- _TASK INSTRUCTIONS_
Look through the data that follows and copy each line with the string "exit".

[Source data]
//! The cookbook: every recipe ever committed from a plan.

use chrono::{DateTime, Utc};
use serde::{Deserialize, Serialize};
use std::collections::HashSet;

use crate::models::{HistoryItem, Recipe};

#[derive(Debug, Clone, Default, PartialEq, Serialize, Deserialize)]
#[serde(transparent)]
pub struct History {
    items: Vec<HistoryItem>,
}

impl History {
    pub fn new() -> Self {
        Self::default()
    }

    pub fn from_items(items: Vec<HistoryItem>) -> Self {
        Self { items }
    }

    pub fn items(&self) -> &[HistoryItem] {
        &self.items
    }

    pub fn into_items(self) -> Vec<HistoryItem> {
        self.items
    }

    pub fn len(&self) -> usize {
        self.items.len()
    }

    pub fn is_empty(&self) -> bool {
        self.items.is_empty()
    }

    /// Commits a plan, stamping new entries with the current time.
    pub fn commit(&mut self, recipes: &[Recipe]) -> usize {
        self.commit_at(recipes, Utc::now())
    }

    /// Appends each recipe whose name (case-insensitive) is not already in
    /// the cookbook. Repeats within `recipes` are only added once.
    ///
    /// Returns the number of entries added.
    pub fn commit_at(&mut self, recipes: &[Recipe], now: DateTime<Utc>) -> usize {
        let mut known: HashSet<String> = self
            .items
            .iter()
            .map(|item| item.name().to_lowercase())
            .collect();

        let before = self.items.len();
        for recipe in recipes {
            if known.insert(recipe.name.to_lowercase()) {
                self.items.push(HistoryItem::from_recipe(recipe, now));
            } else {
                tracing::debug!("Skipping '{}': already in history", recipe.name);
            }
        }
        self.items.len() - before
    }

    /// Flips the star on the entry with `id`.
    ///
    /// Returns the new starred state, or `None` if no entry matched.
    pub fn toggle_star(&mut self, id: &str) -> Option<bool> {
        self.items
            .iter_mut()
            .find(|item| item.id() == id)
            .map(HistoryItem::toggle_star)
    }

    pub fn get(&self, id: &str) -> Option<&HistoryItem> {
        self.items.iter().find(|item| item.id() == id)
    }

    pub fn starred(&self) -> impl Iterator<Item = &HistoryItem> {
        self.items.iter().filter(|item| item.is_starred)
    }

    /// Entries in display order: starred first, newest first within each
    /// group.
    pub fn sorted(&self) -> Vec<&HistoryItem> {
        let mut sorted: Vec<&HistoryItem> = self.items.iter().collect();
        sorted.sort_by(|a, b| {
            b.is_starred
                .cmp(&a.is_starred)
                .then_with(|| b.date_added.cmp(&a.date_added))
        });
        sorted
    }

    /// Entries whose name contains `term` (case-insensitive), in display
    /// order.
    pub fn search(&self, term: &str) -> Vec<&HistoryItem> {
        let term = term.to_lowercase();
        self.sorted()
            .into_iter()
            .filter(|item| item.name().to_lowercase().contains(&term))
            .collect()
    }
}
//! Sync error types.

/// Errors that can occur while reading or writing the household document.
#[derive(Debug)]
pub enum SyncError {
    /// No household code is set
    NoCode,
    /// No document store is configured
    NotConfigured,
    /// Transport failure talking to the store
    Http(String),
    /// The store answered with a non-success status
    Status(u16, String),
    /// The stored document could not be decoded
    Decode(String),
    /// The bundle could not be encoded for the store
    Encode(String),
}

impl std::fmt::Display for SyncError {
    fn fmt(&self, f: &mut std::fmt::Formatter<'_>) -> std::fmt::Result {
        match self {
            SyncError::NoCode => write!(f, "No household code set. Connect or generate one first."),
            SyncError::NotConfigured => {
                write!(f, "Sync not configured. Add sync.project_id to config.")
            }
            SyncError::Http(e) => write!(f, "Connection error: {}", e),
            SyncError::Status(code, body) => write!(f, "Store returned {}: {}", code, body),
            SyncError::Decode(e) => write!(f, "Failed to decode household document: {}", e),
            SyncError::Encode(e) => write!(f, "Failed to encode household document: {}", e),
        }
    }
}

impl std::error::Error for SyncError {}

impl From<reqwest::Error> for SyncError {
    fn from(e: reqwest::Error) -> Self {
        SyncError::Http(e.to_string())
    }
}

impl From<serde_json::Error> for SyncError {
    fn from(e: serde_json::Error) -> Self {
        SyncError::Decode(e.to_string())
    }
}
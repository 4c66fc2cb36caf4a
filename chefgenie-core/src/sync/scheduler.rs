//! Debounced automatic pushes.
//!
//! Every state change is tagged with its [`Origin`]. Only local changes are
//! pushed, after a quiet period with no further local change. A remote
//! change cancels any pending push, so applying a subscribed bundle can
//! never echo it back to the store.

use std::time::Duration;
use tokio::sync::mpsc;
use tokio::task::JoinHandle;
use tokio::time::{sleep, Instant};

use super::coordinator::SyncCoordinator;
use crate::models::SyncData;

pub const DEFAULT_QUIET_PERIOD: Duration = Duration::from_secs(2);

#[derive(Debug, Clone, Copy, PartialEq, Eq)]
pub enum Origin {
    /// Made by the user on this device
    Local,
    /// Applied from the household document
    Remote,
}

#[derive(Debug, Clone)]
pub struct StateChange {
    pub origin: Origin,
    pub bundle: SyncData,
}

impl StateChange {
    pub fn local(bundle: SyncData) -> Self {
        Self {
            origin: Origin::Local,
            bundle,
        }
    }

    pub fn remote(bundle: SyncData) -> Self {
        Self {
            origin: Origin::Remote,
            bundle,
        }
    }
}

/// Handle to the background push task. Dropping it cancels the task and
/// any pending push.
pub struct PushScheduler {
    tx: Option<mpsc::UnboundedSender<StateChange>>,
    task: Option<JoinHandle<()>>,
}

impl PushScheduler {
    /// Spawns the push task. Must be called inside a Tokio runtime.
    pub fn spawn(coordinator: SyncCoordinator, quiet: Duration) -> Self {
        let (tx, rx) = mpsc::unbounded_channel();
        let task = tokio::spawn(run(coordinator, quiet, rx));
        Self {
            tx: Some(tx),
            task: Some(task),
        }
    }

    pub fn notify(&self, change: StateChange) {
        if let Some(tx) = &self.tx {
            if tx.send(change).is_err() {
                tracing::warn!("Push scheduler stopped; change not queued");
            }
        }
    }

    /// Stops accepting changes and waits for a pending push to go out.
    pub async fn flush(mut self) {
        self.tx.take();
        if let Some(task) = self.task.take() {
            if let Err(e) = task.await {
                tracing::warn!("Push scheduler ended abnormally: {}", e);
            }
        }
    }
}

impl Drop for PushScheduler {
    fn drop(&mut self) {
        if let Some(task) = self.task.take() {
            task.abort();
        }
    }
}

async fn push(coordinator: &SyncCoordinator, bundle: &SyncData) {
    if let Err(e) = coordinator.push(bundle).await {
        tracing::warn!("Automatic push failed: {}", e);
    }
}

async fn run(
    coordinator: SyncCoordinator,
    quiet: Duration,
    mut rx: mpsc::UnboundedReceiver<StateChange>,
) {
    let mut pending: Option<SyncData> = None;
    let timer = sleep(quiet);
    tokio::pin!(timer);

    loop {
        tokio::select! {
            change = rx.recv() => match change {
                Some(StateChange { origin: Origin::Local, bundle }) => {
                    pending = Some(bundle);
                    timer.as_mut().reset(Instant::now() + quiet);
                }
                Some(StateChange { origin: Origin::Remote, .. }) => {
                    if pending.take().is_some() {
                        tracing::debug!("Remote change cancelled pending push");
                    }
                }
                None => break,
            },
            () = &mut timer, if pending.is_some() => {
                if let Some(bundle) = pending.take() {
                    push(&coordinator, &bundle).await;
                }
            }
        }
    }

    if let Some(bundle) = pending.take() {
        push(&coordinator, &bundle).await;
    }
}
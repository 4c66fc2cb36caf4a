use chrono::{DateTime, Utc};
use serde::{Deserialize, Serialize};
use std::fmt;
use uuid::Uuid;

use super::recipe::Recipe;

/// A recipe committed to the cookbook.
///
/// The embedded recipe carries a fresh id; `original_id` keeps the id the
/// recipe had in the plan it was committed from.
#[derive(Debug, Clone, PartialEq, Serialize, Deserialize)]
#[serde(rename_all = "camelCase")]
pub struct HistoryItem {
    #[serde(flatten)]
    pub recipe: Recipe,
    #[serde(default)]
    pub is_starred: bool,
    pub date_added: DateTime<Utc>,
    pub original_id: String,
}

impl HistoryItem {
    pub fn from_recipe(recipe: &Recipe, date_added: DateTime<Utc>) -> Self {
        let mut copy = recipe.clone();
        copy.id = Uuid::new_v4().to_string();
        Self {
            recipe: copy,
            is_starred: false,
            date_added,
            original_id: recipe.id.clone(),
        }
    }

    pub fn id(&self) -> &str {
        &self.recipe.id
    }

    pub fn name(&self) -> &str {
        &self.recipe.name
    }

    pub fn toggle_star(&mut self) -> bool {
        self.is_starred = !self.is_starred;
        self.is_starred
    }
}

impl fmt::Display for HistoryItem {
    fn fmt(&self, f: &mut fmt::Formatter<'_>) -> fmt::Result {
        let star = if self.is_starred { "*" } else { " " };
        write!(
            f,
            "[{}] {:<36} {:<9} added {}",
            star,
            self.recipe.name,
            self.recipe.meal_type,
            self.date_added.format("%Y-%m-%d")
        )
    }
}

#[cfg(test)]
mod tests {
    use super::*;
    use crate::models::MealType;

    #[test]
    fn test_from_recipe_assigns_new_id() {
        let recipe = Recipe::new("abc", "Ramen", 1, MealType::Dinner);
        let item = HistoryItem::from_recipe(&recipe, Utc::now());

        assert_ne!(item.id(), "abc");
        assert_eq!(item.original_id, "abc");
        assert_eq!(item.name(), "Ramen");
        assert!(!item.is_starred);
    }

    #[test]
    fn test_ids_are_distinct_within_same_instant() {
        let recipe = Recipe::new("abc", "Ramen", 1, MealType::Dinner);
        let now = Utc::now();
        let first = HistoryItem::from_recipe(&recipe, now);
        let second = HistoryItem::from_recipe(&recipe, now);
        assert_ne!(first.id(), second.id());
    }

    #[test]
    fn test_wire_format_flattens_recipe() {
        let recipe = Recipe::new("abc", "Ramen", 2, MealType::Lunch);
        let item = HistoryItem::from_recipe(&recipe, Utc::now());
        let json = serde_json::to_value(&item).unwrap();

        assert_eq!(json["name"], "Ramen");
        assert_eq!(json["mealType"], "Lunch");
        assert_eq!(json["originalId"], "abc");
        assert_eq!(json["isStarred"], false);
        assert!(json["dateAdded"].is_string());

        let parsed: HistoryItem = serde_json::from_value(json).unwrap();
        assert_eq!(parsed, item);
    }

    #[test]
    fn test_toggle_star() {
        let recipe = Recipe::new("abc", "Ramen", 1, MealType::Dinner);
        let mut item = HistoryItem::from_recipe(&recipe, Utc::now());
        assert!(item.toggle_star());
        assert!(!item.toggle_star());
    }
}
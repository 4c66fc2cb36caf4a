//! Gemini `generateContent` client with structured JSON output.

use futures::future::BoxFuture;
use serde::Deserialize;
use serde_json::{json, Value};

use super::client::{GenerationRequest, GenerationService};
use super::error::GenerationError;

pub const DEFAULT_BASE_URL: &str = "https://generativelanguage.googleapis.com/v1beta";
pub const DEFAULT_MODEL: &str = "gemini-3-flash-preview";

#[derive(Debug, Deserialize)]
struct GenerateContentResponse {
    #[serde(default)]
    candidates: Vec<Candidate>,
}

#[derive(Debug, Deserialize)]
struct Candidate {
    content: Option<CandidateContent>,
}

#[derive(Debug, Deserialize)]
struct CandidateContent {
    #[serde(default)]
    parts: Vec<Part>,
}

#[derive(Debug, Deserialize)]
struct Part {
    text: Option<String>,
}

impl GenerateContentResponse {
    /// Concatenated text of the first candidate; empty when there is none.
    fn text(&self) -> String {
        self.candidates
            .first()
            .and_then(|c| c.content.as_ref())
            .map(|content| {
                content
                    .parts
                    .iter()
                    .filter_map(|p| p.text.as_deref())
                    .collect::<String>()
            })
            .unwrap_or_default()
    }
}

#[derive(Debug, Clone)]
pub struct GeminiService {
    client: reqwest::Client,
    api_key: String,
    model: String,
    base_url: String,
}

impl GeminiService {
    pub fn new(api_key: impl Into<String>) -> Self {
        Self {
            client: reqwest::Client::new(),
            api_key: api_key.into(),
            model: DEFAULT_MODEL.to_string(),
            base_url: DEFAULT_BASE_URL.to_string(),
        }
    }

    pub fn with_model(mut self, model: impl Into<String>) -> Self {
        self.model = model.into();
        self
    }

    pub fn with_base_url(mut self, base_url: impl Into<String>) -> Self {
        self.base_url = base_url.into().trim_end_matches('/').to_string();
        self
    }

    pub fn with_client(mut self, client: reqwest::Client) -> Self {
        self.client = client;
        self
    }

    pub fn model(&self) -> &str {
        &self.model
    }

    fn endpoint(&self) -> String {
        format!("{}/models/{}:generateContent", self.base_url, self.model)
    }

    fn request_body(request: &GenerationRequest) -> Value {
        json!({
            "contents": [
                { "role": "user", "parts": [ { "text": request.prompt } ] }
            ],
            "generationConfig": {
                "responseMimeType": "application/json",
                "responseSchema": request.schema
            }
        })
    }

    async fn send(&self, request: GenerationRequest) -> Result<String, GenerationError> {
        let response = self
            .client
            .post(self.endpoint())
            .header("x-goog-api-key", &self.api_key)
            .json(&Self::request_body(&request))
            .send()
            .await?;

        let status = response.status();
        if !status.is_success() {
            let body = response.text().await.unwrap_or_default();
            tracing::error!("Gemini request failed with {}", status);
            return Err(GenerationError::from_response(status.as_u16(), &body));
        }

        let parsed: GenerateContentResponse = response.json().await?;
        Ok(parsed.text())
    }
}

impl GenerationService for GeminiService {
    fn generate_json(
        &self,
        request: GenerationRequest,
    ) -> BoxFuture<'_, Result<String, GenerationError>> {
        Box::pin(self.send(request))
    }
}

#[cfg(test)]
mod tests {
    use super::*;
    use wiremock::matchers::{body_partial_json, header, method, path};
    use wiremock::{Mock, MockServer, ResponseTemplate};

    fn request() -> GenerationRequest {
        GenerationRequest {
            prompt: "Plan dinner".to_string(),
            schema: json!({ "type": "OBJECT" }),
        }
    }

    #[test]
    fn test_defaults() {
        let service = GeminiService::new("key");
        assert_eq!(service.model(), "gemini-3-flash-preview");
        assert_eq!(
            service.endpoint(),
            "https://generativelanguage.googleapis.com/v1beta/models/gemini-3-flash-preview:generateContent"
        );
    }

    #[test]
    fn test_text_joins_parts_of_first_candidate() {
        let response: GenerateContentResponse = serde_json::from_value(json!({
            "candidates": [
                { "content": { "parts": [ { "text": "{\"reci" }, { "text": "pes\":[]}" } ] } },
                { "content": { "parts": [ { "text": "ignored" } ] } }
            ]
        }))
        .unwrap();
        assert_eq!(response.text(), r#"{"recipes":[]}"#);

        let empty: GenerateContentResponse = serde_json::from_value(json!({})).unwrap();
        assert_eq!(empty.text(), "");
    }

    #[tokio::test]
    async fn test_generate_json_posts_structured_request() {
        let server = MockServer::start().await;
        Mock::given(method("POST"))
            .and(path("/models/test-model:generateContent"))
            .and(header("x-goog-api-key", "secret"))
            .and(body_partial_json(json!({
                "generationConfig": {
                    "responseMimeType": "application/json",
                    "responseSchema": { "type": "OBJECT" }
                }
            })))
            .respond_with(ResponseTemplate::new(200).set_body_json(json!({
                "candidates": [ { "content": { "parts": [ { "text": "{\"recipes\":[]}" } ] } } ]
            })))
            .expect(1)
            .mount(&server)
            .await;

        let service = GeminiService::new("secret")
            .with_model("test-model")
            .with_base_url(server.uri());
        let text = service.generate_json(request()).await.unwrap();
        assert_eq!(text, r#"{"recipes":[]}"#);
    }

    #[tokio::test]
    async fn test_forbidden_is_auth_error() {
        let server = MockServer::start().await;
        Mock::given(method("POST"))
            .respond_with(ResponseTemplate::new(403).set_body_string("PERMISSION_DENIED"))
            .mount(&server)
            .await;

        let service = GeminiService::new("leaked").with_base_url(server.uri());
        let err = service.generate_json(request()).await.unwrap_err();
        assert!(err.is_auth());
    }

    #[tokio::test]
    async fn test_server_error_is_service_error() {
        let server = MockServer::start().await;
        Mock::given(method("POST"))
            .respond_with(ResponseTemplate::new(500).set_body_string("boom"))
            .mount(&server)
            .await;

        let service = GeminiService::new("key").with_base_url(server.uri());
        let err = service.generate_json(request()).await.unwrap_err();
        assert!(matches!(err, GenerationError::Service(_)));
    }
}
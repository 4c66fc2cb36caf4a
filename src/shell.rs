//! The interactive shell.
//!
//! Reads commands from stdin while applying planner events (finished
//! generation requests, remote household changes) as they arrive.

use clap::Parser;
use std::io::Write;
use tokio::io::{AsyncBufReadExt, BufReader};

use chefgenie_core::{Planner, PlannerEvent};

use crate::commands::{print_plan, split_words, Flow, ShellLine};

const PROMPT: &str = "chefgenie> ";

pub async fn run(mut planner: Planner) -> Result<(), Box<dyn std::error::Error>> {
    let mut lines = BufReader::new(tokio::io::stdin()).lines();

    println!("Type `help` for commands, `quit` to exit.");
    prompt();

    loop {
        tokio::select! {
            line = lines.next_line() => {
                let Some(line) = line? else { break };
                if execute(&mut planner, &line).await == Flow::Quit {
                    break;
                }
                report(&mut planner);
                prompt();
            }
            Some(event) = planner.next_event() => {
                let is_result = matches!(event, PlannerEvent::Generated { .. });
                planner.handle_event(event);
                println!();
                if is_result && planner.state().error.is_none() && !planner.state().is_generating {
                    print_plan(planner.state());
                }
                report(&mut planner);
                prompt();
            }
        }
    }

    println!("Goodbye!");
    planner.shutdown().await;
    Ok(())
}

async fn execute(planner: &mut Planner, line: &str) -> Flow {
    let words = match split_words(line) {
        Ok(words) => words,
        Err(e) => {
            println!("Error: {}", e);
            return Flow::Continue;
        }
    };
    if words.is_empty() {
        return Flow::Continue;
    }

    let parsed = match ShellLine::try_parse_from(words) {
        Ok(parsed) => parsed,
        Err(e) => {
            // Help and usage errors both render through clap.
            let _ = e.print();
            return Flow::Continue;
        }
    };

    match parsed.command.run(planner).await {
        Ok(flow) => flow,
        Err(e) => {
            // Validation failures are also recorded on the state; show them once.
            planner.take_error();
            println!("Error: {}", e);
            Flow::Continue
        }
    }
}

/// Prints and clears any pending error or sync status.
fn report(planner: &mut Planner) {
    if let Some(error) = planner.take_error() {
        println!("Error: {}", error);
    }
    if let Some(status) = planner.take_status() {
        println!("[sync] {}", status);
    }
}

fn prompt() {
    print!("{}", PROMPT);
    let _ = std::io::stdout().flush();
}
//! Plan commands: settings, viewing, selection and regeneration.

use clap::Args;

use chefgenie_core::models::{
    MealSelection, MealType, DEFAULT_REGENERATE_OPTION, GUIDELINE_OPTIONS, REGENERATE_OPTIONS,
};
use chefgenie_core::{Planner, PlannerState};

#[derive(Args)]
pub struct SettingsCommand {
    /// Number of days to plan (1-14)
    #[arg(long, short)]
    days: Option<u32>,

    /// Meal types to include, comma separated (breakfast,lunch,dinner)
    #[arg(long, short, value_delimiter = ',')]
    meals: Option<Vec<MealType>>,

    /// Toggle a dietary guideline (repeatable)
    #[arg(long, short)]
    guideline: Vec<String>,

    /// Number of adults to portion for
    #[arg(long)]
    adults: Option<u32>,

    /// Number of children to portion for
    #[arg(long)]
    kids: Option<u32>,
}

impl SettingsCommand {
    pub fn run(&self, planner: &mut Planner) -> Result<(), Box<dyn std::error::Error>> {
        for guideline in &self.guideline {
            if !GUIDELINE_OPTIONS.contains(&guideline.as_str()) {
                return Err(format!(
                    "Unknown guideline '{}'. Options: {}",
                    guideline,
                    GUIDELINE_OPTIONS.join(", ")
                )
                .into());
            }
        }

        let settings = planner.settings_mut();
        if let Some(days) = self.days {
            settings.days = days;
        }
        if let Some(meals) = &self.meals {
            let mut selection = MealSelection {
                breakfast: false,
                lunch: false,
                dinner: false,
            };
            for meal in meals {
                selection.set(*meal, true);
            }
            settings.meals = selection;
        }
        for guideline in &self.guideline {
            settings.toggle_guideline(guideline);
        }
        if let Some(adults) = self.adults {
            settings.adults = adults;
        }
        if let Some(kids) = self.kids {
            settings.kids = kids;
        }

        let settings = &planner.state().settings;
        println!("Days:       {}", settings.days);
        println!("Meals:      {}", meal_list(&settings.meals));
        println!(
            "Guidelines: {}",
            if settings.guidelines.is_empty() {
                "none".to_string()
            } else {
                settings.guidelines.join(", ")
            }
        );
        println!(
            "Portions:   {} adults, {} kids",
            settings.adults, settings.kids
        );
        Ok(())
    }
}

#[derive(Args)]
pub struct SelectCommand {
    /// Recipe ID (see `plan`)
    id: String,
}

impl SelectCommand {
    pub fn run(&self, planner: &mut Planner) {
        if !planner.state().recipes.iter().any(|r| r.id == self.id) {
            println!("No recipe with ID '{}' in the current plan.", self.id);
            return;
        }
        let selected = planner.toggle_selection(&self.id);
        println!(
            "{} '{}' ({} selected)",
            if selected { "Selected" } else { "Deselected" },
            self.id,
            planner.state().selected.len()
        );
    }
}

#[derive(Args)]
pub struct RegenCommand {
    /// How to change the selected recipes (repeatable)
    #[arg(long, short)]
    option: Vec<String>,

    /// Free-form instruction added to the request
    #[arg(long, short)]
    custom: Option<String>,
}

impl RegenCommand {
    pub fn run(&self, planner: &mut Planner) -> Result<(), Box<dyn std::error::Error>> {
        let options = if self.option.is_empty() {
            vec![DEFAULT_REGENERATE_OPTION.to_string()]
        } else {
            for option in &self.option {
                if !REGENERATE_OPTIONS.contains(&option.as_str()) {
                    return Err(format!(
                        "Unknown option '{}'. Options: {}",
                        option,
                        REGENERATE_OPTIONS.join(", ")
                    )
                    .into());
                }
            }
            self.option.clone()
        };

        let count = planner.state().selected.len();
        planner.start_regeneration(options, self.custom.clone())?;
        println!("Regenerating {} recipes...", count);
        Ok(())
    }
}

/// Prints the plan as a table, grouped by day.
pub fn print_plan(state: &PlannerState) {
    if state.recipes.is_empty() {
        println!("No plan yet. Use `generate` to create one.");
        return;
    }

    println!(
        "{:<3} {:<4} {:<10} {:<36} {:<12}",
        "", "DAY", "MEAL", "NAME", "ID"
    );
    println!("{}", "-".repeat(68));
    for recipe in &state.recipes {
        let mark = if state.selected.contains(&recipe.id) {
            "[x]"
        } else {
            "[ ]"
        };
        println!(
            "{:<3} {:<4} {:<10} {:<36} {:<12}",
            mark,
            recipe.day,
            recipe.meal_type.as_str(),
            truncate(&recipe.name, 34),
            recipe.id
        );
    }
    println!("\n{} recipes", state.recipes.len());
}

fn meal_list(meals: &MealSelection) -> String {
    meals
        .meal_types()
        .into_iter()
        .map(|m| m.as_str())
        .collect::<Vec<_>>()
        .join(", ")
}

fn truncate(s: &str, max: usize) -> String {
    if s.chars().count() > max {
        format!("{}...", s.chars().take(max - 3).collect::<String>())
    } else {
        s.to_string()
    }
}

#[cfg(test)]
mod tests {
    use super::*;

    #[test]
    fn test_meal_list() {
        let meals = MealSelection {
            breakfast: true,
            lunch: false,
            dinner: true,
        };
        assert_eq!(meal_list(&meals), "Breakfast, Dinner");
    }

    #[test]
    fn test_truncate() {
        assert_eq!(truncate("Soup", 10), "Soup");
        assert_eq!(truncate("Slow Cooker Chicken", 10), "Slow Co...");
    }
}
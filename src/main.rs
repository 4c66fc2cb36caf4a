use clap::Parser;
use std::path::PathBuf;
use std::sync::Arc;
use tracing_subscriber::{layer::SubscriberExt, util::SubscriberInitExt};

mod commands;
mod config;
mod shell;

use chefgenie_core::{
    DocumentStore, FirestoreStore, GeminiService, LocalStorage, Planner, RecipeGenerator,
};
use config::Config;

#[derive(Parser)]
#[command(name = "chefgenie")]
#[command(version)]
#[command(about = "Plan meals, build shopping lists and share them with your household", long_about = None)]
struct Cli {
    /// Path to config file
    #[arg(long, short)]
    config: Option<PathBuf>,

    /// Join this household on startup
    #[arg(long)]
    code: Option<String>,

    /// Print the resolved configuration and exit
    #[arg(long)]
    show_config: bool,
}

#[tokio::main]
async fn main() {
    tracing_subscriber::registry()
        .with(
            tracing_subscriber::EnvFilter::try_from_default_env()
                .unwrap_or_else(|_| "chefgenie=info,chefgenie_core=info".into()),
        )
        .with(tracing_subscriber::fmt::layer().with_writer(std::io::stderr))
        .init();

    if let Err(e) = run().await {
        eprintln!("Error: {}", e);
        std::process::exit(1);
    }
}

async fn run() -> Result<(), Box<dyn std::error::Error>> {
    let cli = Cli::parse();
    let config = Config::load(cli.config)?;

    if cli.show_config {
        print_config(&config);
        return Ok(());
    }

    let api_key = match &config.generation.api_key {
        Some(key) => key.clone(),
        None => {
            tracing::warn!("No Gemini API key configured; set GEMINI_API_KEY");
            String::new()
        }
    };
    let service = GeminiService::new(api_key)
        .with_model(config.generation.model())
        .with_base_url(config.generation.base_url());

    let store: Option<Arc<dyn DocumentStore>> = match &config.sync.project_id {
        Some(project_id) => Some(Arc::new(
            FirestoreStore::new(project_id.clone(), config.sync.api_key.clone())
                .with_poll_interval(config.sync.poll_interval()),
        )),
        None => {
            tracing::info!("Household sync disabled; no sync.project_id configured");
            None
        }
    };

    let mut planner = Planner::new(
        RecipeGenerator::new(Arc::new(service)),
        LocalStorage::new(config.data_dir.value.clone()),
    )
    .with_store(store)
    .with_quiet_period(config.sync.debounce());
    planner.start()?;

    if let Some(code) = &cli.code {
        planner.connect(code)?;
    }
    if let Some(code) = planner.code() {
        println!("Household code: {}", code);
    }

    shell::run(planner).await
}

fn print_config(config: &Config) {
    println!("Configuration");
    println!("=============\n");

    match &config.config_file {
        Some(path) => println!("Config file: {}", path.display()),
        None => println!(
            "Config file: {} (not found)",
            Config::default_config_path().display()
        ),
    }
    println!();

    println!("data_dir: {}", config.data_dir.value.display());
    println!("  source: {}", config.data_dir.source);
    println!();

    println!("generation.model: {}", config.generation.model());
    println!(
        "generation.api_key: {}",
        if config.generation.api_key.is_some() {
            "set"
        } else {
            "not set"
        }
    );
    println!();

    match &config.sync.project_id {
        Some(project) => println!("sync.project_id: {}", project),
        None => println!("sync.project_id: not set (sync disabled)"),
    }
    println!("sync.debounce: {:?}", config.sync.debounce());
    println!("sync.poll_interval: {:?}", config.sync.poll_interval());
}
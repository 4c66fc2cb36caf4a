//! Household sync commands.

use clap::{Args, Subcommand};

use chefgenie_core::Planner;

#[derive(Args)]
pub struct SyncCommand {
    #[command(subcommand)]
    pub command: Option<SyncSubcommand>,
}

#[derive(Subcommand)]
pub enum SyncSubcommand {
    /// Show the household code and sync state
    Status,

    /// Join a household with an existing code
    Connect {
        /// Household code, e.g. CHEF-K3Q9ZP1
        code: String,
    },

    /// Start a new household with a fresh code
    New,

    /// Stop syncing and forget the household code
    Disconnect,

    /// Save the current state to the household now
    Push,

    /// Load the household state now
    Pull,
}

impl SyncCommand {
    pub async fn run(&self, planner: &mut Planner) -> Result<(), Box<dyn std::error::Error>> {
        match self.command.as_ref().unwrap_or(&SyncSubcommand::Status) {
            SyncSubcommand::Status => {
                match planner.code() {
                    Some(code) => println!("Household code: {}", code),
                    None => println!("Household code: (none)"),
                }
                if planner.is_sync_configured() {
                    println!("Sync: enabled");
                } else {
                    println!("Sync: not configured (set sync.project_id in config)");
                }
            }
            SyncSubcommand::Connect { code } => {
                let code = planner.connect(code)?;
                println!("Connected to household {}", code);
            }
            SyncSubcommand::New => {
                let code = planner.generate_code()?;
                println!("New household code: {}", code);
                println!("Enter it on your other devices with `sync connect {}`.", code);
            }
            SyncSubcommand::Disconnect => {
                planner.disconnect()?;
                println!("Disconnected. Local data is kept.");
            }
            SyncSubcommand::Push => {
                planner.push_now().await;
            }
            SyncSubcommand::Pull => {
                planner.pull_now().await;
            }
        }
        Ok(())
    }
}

- _ANSWER BOX_
    println!("Type `help` for commands, `quit` to exit.");
    /// Print the resolved configuration and exit
        std::process::exit(1);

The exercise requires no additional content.